═══ THE RECORDS ═══

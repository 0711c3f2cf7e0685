use crate::errors::{Result, EtlError};
use chrono::Local;
use std::fs::OpenOptions;
use std::io::Write;
use std::path::Path;

/// Install the global logger.
///
/// Lines look like `2024-05-29 11:14:04,123:INFO:message` and are appended to
/// `log_file`, or written to stderr when no file is given. `RUST_LOG`
/// overrides the default `info` filter.
pub fn init(log_file: Option<&Path>) -> Result<()> {
    let mut builder = env_logger::Builder::from_env(env_logger::Env::default().default_filter_or("info"));

    builder.format(|buf, record| {
        writeln!(
            buf,
            "{}:{}:{}",
            Local::now().format("%Y-%m-%d %H:%M:%S,%3f"),
            record.level(),
            record.args()
        )
    });

    if let Some(path) = log_file {
        if let Some(parent) = path.parent() {
            if !parent.as_os_str().is_empty() {
                std::fs::create_dir_all(parent)?;
            }
        }
        let file = OpenOptions::new().create(true).append(true).open(path)?;
        builder.target(env_logger::Target::Pipe(Box::new(file)));
    }

    builder
        .try_init()
        .map_err(|e| EtlError::ConfigError(format!("Logger already initialized: {}", e)))
}
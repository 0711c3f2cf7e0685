pub mod company;
pub mod price;
pub mod table;
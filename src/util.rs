use chrono::{DateTime, Duration, NaiveDate, NaiveDateTime};
use log::info;
use crate::errors::{Result, EtlError};
use std::collections::HashMap;

pub const DATE_FORMAT: &str = "%Y-%m-%d";

// pandas 默认识别为缺失值的字符串
const MISSING_MARKERS: [&str; 8] = ["NA", "N/A", "NaN", "nan", "NULL", "null", "#N/A", "None"];

/// Whether a raw cell counts as a missing value
pub fn is_missing(cell: &str) -> bool {
    let trimmed = cell.trim();
    trimmed.is_empty() || MISSING_MARKERS.contains(&trimmed)
}

/// Map a raw cell to `None` when it is missing
pub fn cell_value(cell: &str) -> Option<String> {
    if is_missing(cell) {
        None
    } else {
        Some(cell.to_string())
    }
}

/// Reformat a provider date label as `YYYY-MM-DD`.
///
/// Already-normalized input comes back unchanged.
pub fn normalize_date(label: &str) -> Result<String> {
    let s = label.trim();

    if let Ok(date) = NaiveDate::parse_from_str(s, DATE_FORMAT) {
        return Ok(date.format(DATE_FORMAT).to_string());
    }

    for fmt in ["%Y-%m-%d %H:%M:%S%.f", "%Y-%m-%dT%H:%M:%S%.f"] {
        if let Ok(dt) = NaiveDateTime::parse_from_str(s, fmt) {
            return Ok(dt.date().format(DATE_FORMAT).to_string());
        }
    }

    if let Ok(dt) = DateTime::parse_from_rfc3339(s) {
        return Ok(dt.date_naive().format(DATE_FORMAT).to_string());
    }

    if s.len() == 8 {
        if let Ok(date) = NaiveDate::parse_from_str(s, "%Y%m%d") {
            return Ok(date.format(DATE_FORMAT).to_string());
        }
    }

    Err(EtlError::TransformError(format!("Invalid date label: {}", label)))
}

/// First four characters of a founding-date cell
pub fn year_prefix(value: &str) -> String {
    value.chars().take(4).collect()
}

/// Rename repeated header names to `name.1`, `name.2`, ...
///
/// A generated name that clashes with a later header keeps counting up.
pub fn dedupe_headers(headers: Vec<String>) -> Vec<String> {
    let mut counts: HashMap<String, usize> = HashMap::new();
    headers
        .into_iter()
        .map(|header| {
            let mut name = header;
            let mut seen = counts.get(&name).copied().unwrap_or(0);
            while seen > 0 {
                counts.insert(name.clone(), seen + 1);
                name = format!("{}.{}", name, seen);
                seen = counts.get(&name).copied().unwrap_or(0);
            }
            counts.insert(name.clone(), seen + 1);
            name
        })
        .collect()
}

/// Trailing price window ending today, end exclusive
pub fn price_window(today: NaiveDate, days: i64) -> (NaiveDate, NaiveDate) {
    (today - Duration::days(days), today)
}

// 调试模式下限制处理的股票数量
pub fn limit_tickers(tickers: &mut Vec<String>, max_tickers: usize) {
    if tickers.len() > max_tickers {
        info!("DEBUG MODE: Processing only {} out of {} tickers", max_tickers, tickers.len());
        tickers.truncate(max_tickers);
    }
}

// CSV读写工具
pub mod csv_utils {
    use super::*;
    use crate::models::table::Table;
    use serde::de::DeserializeOwned;
    use serde::Serialize;
    use std::fs;
    use std::path::Path;

    /// Write records under an explicit header row.
    ///
    /// The header is written even when `records` is empty.
    pub fn write_records<T: Serialize>(path: &Path, headers: &[&str], records: &[T]) -> Result<()> {
        if let Some(parent) = path.parent() {
            if !parent.as_os_str().is_empty() && !parent.exists() {
                fs::create_dir_all(parent)?;
            }
        }

        let mut writer = csv::WriterBuilder::new()
            .has_headers(false)
            .from_path(path)?;

        writer.write_record(headers)?;
        for record in records {
            writer.serialize(record)?;
        }
        writer.flush()?;

        Ok(())
    }

    /// Read a whole CSV file into a `Table`, mapping missing markers to `None`
    pub fn read_table(path: &Path) -> Result<Table> {
        let mut reader = csv::ReaderBuilder::new()
            .has_headers(true)
            .flexible(true)
            .from_path(path)?;

        let headers = reader
            .headers()?
            .iter()
            .map(|h| h.trim().to_string())
            .collect();
        let mut table = Table::new(dedupe_headers(headers));

        for record in reader.records() {
            let record = record?;
            table.push_row(record.iter().map(cell_value).collect());
        }

        Ok(table)
    }

    /// Deserialize every row of a CSV file
    pub fn read_records<T: DeserializeOwned>(path: &Path) -> Result<Vec<T>> {
        let mut reader = csv::Reader::from_path(path)?;
        let mut records = Vec::new();
        for record in reader.deserialize() {
            records.push(record?);
        }
        Ok(records)
    }
}
mod common;

use chrono::NaiveDate;
use common::{constituent_table, FakeConstituents, FakePrices};
use sp500_etl::config::Config;
use sp500_etl::logging;
use sp500_etl::services::etl_service::EtlService;
use std::sync::Arc;
use tempfile::tempdir;

// 日志器是全局的，本文件只放一个测试
#[tokio::test]
async fn run_events_are_appended_to_log_file() {
    let dir = tempdir().unwrap();
    let log_path = dir.path().join("etl_process.log");
    std::fs::write(&log_path, "previous run\n").unwrap();

    logging::init(Some(&log_path)).unwrap();

    let table = constituent_table(&[
        [Some("AAA"), Some("X Corp"), Some("Tech"), Some("Software")],
        [Some("ZZZ"), Some("Z Corp"), Some("Energy"), Some("Oil")],
    ]);
    let service = EtlService::new(
        Config::new().with_output_dir(dir.path().to_str().unwrap()),
        Arc::new(FakeConstituents::with_table(table)),
        Arc::new(FakePrices::new().with_closes("AAA", &[10.0])),
    );
    service.run(&NaiveDate::from_ymd_opt(2024, 5, 30).unwrap()).await.unwrap();
    log::logger().flush();

    let content = std::fs::read_to_string(&log_path).unwrap();
    let lines: Vec<&str> = content.lines().collect();

    assert_eq!(lines[0], "previous run");
    let skips: Vec<&&str> = lines
        .iter()
        .filter(|l| l.contains(":ERROR:Error extracting price data for ZZZ"))
        .collect();
    assert_eq!(skips.len(), 1);
    assert!(lines.iter().any(|l| l.contains(":INFO:Price data for AAA extracted")));
    assert!(lines.last().unwrap().ends_with(":INFO:ETL process completed successfully"));
}
//! Yahoo Finance price source.
//!
//! Reads daily bars from the v8 chart endpoint. Yahoo has no official API and
//! changes its response format without notice, so parsing is kept lenient:
//! missing arrays deserialize as empty and a range without trading days is
//! an empty history rather than an error.

use crate::models::price::PriceHistory;
use crate::errors::{Result, EtlError};
use crate::scrapers::base::{ensure_success, PriceSource};
use async_trait::async_trait;
use chrono::{DateTime, NaiveDate, NaiveTime};
use log::debug;
use reqwest::Client;
use serde::Deserialize;
use std::time::Duration;

const CHART_URL: &str = "https://query2.finance.yahoo.com/v8/finance/chart";

#[derive(Debug, Deserialize)]
pub(crate) struct ChartResponse {
    chart: ChartResult,
}

#[derive(Debug, Deserialize)]
struct ChartResult {
    result: Option<Vec<ChartData>>,
    error: Option<ChartError>,
}

#[derive(Debug, Deserialize)]
struct ChartError {
    code: String,
    description: String,
}

#[derive(Debug, Deserialize)]
struct ChartData {
    meta: Option<ChartMeta>,
    timestamp: Option<Vec<i64>>,
    indicators: Indicators,
}

#[derive(Debug, Deserialize)]
struct ChartMeta {
    gmtoffset: Option<i64>,
}

#[derive(Debug, Deserialize)]
struct Indicators {
    #[serde(default)]
    quote: Vec<QuoteData>,
    adjclose: Option<Vec<AdjCloseData>>,
}

#[derive(Debug, Default, Deserialize)]
struct QuoteData {
    #[serde(default)]
    open: Vec<Option<f64>>,
    #[serde(default)]
    high: Vec<Option<f64>>,
    #[serde(default)]
    low: Vec<Option<f64>>,
    #[serde(default)]
    close: Vec<Option<f64>>,
    #[serde(default)]
    volume: Vec<Option<f64>>,
}

#[derive(Debug, Deserialize)]
struct AdjCloseData {
    #[serde(default)]
    adjclose: Vec<Option<f64>>,
}

/// 雅虎财经日线数据源
pub struct YahooPriceSource {
    client: Client,
    base_url: String,
}

impl YahooPriceSource {
    pub fn new() -> Result<Self> {
        let client = Client::builder()
            .timeout(Duration::from_secs(30))
            .user_agent("Mozilla/5.0 (Windows NT 10.0; Win64; x64) AppleWebKit/537.36")
            .build()
            .map_err(EtlError::RequestError)?;

        Ok(Self::with_client(client, CHART_URL))
    }

    /// Use `client` against a chart endpoint other than Yahoo's
    pub fn with_client(client: Client, base_url: &str) -> Self {
        Self {
            client,
            base_url: base_url.trim_end_matches('/').to_string(),
        }
    }

    fn chart_url(&self, ticker: &str, start: &NaiveDate, end: &NaiveDate) -> String {
        let period1 = start.and_time(NaiveTime::MIN).and_utc().timestamp();
        let period2 = end.and_time(NaiveTime::MIN).and_utc().timestamp();
        format!(
            "{}/{}?period1={}&period2={}&interval=1d&includeAdjustedClose=true",
            self.base_url, ticker, period1, period2
        )
    }
}

/// Turn a chart response into a `PriceHistory` tagged with `ticker`.
///
/// Index labels are exchange-local `YYYY-MM-DD HH:MM:SS` timestamps.
pub(crate) fn parse_chart_response(ticker: &str, resp: ChartResponse) -> Result<PriceHistory> {
    let data = match resp.chart.result {
        Some(result) => result.into_iter().next(),
        None => {
            return Err(match resp.chart.error {
                Some(err) => EtlError::FetchError(format!("{}: {}: {}", ticker, err.code, err.description)),
                None => EtlError::FetchError(format!("{}: empty chart result", ticker)),
            });
        }
    };

    let mut history = PriceHistory::new(ticker);
    let data = match data {
        Some(data) => data,
        None => return Ok(history),
    };

    let timestamps = data.timestamp.unwrap_or_default();
    let offset = data.meta.and_then(|m| m.gmtoffset).unwrap_or(0);
    let quote = data.indicators.quote.into_iter().next().unwrap_or_default();
    let adj_closes = data
        .indicators
        .adjclose
        .and_then(|v| v.into_iter().next())
        .map(|a| a.adjclose);

    let mut open = Vec::with_capacity(timestamps.len());
    let mut high = Vec::with_capacity(timestamps.len());
    let mut low = Vec::with_capacity(timestamps.len());
    let mut close = Vec::with_capacity(timestamps.len());
    let mut adj_close = Vec::with_capacity(timestamps.len());
    let mut volume = Vec::with_capacity(timestamps.len());

    for (i, &ts) in timestamps.iter().enumerate() {
        let bar_open = quote.open.get(i).copied().flatten();
        let bar_high = quote.high.get(i).copied().flatten();
        let bar_low = quote.low.get(i).copied().flatten();
        let bar_close = quote.close.get(i).copied().flatten();
        let bar_volume = quote.volume.get(i).copied().flatten();

        // 全部为空的K线是非交易日
        if bar_open.is_none()
            && bar_high.is_none()
            && bar_low.is_none()
            && bar_close.is_none()
            && bar_volume.is_none()
        {
            continue;
        }

        let local = DateTime::from_timestamp(ts + offset, 0)
            .ok_or_else(|| EtlError::FetchError(format!("{}: invalid timestamp {}", ticker, ts)))?;

        history.index.push(local.naive_utc().format("%Y-%m-%d %H:%M:%S").to_string());
        open.push(bar_open);
        high.push(bar_high);
        low.push(bar_low);
        close.push(bar_close);
        volume.push(bar_volume);
        adj_close.push(adj_closes.as_ref().and_then(|v| v.get(i).copied().flatten()));
    }

    Ok(history
        .with_column("Open", open)
        .with_column("High", high)
        .with_column("Low", low)
        .with_column("Close", close)
        .with_column("Adj Close", adj_close)
        .with_column("Volume", volume))
}

#[async_trait]
impl PriceSource for YahooPriceSource {
    fn source_name(&self) -> &'static str {
        "yahoo_finance"
    }

    async fn fetch_price_history(&self, ticker: &str, start: &NaiveDate, end: &NaiveDate) -> Result<PriceHistory> {
        let url = self.chart_url(ticker, start, end);
        debug!("GET {}", url);

        let response = self.client.get(&url).send().await?;
        ensure_success(response.status(), &format!("Chart request for {}", ticker))?;

        let chart: ChartResponse = response.json().await?;
        let history = parse_chart_response(ticker, chart)?;

        debug!("Received {} bars for {}", history.len(), ticker);
        Ok(history)
    }
}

═══

**PROMPT**
All lines from the listing above that include "chrono" should be shown.

**SOLUTION TO THIS PROBLEM**
use chrono::Local;
use chrono::{DateTime, Duration, NaiveDate, NaiveDateTime};
use chrono::NaiveDate;
use chrono::{DateTime, NaiveDate, NaiveTime};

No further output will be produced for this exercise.